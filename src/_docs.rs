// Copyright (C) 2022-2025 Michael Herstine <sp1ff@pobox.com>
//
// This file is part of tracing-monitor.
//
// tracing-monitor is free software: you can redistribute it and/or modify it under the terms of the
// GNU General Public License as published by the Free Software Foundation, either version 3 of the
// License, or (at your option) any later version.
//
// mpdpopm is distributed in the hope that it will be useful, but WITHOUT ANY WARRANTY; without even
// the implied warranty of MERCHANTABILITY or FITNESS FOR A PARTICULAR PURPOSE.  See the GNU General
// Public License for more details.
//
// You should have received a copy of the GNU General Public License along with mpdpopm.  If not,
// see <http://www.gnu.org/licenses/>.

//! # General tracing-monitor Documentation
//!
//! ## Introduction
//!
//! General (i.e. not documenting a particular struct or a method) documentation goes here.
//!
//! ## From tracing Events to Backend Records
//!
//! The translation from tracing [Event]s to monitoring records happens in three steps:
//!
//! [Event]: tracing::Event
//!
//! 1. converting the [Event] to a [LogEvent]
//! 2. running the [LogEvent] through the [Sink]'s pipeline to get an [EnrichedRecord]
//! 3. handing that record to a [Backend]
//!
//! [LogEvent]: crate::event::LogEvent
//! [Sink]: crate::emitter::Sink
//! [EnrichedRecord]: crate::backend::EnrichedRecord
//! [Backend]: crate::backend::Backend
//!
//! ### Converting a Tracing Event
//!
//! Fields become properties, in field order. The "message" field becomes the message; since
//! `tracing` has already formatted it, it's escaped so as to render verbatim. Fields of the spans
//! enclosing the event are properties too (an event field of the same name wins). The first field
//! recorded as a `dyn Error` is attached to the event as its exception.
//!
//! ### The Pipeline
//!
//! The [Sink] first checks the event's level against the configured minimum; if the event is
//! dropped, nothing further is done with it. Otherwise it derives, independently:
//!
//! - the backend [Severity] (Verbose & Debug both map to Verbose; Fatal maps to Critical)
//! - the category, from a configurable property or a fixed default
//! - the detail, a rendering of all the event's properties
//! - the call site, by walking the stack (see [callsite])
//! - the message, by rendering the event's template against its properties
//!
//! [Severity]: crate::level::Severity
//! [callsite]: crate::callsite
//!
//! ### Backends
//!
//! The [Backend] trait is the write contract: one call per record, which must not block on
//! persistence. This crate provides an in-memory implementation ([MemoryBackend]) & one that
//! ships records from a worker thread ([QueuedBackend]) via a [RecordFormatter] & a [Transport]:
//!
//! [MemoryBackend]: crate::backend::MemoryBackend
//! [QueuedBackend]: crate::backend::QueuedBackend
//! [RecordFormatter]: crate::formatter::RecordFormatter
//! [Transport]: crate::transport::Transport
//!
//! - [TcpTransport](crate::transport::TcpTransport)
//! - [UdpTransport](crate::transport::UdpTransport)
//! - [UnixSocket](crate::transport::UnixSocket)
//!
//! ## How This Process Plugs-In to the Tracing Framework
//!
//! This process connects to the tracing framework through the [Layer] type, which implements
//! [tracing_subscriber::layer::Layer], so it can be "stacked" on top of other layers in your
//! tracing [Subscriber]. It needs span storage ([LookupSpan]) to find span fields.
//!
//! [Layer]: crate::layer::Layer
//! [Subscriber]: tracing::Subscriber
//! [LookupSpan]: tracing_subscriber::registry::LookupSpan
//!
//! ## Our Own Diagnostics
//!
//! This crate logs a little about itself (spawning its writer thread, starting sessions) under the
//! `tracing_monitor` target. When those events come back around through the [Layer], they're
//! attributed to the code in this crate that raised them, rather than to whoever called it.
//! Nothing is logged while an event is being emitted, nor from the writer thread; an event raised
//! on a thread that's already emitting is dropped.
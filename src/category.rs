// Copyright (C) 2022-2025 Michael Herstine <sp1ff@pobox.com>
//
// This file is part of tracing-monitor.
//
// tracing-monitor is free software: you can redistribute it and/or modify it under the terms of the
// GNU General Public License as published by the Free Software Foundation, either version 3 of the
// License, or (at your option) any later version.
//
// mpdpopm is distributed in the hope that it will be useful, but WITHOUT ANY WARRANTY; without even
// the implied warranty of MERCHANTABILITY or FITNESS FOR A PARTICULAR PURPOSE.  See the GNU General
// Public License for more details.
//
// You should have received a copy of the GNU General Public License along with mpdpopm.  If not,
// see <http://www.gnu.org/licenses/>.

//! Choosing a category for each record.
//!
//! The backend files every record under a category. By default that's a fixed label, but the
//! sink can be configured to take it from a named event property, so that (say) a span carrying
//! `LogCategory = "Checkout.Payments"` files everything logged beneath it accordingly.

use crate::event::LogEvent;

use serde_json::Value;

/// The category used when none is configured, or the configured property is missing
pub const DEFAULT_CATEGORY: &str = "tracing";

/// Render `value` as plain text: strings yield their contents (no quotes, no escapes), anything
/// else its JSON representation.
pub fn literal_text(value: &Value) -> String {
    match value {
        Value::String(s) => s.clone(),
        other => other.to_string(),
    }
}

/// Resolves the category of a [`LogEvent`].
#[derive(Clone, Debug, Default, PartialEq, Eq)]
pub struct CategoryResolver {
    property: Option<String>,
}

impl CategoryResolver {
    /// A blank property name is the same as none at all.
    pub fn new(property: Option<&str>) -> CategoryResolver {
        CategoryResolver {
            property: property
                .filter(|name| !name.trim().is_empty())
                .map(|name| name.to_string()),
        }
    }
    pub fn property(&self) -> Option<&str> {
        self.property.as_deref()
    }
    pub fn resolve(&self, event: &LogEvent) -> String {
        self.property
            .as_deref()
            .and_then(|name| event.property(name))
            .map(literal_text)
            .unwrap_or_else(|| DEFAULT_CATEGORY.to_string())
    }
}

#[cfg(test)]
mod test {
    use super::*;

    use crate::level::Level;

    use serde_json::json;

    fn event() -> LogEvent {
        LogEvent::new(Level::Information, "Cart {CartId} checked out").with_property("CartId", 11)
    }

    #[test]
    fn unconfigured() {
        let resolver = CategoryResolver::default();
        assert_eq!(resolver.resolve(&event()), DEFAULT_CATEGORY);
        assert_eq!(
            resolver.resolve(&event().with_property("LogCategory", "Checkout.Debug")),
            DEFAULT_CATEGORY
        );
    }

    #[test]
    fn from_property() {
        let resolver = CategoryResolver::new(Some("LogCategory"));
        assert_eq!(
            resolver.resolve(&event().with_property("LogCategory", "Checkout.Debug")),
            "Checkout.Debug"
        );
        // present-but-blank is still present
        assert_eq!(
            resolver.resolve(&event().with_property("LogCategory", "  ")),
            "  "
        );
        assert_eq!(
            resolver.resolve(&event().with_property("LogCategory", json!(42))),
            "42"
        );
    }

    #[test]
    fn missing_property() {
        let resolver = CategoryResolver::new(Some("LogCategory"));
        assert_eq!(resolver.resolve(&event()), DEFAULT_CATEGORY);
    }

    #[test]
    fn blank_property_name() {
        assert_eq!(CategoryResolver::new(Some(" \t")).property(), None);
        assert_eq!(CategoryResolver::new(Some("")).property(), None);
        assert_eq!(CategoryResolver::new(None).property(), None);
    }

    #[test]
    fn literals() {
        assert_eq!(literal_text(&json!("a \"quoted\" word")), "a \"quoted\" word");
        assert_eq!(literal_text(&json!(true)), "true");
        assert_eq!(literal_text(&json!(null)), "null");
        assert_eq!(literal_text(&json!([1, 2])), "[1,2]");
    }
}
_ _ _ _
Work order> Lines in the listing above that contain the word "message" must be copied; leave out the rest.

Written answer>
//! Fields become properties, in field order. The "message" field becomes the message; since
//! - the message, by rendering the event's template against its properties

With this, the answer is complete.